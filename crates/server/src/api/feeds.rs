use std::{collections::HashMap, sync::Arc};

use axum::{
    Json,
    body::Bytes,
    extract::{Query, State},
    http::StatusCode,
    response::{IntoResponse, Response},
};
use depot::ingest::{IngestMode, IngestOutcome, Ingestor, OnConflict};

use crate::{api::map_error, dto::UploadResponse, state::AppState};

/// Ingestion entry point: archive bytes in the body, original filename as a
/// query parameter. A re-upload of identical bytes is a successful no-op
/// that reports the existing version.
pub async fn upload(
    Query(params): Query<HashMap<String, String>>,
    State(state): State<Arc<AppState>>,
    body: Bytes,
) -> Result<Response, StatusCode> {
    let filename = params
        .get("filename")
        .cloned()
        .ok_or(StatusCode::BAD_REQUEST)?;
    if body.is_empty() {
        return Err(StatusCode::BAD_REQUEST);
    }
    let mode = match params.get("mode").map(String::as_str) {
        None | Some("strict") => IngestMode::Strict,
        Some("permissive") => IngestMode::Permissive,
        Some(_) => return Err(StatusCode::BAD_REQUEST),
    };
    let on_conflict = match params.get("on_conflict").map(String::as_str) {
        None | Some("ignore") => OnConflict::Ignore,
        Some("replace") => OnConflict::Replace,
        Some(_) => return Err(StatusCode::BAD_REQUEST),
    };

    let ingestor = Ingestor::new(state.store.clone())
        .with_mode(mode)
        .with_on_conflict(on_conflict);
    match ingestor.ingest(body.to_vec(), &filename).await {
        Ok(outcome) => Ok(Json(UploadResponse::from(&outcome)).into_response()),
        Err(err) if err.is_row_level() => Ok((
            StatusCode::UNPROCESSABLE_ENTITY,
            Json(UploadResponse::rejected(&err)),
        )
            .into_response()),
        Err(err @ (depot::Error::ArchiveCorrupt(_)
        | depot::Error::EntryMissing(_)
        | depot::Error::MissingRequiredColumn { .. })) => Ok((
            StatusCode::UNPROCESSABLE_ENTITY,
            Json(UploadResponse::rejected(&err)),
        )
            .into_response()),
        Err(err) => Err(map_error(err)),
    }
}

/// Audit trail of every ingested feed version.
pub async fn feeds(State(state): State<Arc<AppState>>) -> Result<Response, StatusCode> {
    let versions = state.store.list_versions().await.map_err(map_error)?;
    let body: Vec<_> = versions
        .into_iter()
        .map(|version| {
            serde_json::json!({
                "id": version.id,
                "filename": version.filename,
                "fingerprint": version.fingerprint,
                "imported_at": version.imported_at,
            })
        })
        .collect();
    Ok(Json(body).into_response())
}

impl UploadResponse {
    fn from(outcome: &IngestOutcome) -> Self {
        match outcome {
            IngestOutcome::Ingested { version, report } => Self {
                accepted: true,
                reason: "ingested".to_string(),
                feed_version_id: Some(version.id),
                tables: report.tables().clone(),
                errors: report.issues().to_vec(),
            },
            IngestOutcome::Duplicate { version } => Self {
                accepted: true,
                reason: "duplicate of an existing feed".to_string(),
                feed_version_id: Some(version.id),
                tables: Default::default(),
                errors: Vec::new(),
            },
        }
    }

    fn rejected(err: &depot::Error) -> Self {
        Self {
            accepted: false,
            reason: err.to_string(),
            feed_version_id: None,
            tables: Default::default(),
            errors: Vec::new(),
        }
    }
}
/// One recognized column of a GTFS table. Required columns must appear in
/// the header; optional ones may be absent entirely.
#[derive(Debug, Clone, Copy)]
pub struct ColumnSpec {
    pub name: &'static str,
    pub required: bool,
}

const fn req(name: &'static str) -> ColumnSpec {
    ColumnSpec {
        name,
        required: true,
    }
}

const fn opt(name: &'static str) -> ColumnSpec {
    ColumnSpec {
        name,
        required: false,
    }
}

/// Expected shape of one GTFS table. The header row of the actual file
/// decides column order; unknown columns are ignored.
#[derive(Debug, Clone, Copy)]
pub struct TableSchema {
    pub file: &'static str,
    pub columns: &'static [ColumnSpec],
}

pub const AGENCY: TableSchema = TableSchema {
    file: "agency.txt",
    columns: &[
        req("agency_id"),
        req("agency_name"),
        opt("agency_url"),
        opt("agency_timezone"),
        opt("agency_lang"),
        opt("agency_phone"),
    ],
};

pub const ROUTES: TableSchema = TableSchema {
    file: "routes.txt",
    columns: &[
        req("route_id"),
        req("agency_id"),
        opt("route_short_name"),
        opt("route_long_name"),
        opt("route_desc"),
        req("route_type"),
        opt("route_color"),
        opt("route_text_color"),
    ],
};

pub const STOPS: TableSchema = TableSchema {
    file: "stops.txt",
    columns: &[
        req("stop_id"),
        req("stop_name"),
        opt("stop_code"),
        opt("stop_desc"),
        req("stop_lat"),
        req("stop_lon"),
        opt("location_type"),
        opt("parent_station"),
    ],
};

pub const TRIPS: TableSchema = TableSchema {
    file: "trips.txt",
    columns: &[
        req("trip_id"),
        req("route_id"),
        req("service_id"),
        opt("trip_headsign"),
        opt("direction_id"),
        opt("shape_id"),
    ],
};

pub const STOP_TIMES: TableSchema = TableSchema {
    file: "stop_times.txt",
    columns: &[
        req("trip_id"),
        req("arrival_time"),
        req("departure_time"),
        req("stop_id"),
        req("stop_sequence"),
    ],
};

pub const CALENDAR: TableSchema = TableSchema {
    file: "calendar.txt",
    columns: &[
        req("service_id"),
        req("monday"),
        req("tuesday"),
        req("wednesday"),
        req("thursday"),
        req("friday"),
        req("saturday"),
        req("sunday"),
        req("start_date"),
        req("end_date"),
    ],
};

pub const CALENDAR_DATES: TableSchema = TableSchema {
    file: "calendar_dates.txt",
    columns: &[req("service_id"), req("date"), req("exception_type")],
};

pub const SHAPES: TableSchema = TableSchema {
    file: "shapes.txt",
    columns: &[
        req("shape_id"),
        req("shape_pt_lat"),
        req("shape_pt_lon"),
        req("shape_pt_sequence"),
    ],
};

pub const FARE_ATTRIBUTES: TableSchema = TableSchema {
    file: "fare_attributes.txt",
    columns: &[
        req("fare_id"),
        req("price"),
        req("currency_type"),
        opt("payment_method"),
        opt("transfers"),
    ],
};

pub const FARE_RULES: TableSchema = TableSchema {
    file: "fare_rules.txt",
    columns: &[
        req("fare_id"),
        opt("route_id"),
        opt("origin_id"),
        opt("destination_id"),
    ],
};

pub const FEED_INFO: TableSchema = TableSchema {
    file: "feed_info.txt",
    columns: &[
        req("feed_publisher_name"),
        opt("feed_publisher_url"),
        opt("feed_lang"),
        opt("feed_start_date"),
        opt("feed_end_date"),
        opt("feed_version"),
    ],
};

....

* Task *
Pull out every line in the data above that has the word "IngestOutcome".

* Solution to this exercise *
use depot::ingest::{IngestMode, IngestOutcome, Ingestor, OnConflict};
    fn from(outcome: &IngestOutcome) -> Self {
            IngestOutcome::Ingested { version, report } => Self {
            IngestOutcome::Duplicate { version } => Self {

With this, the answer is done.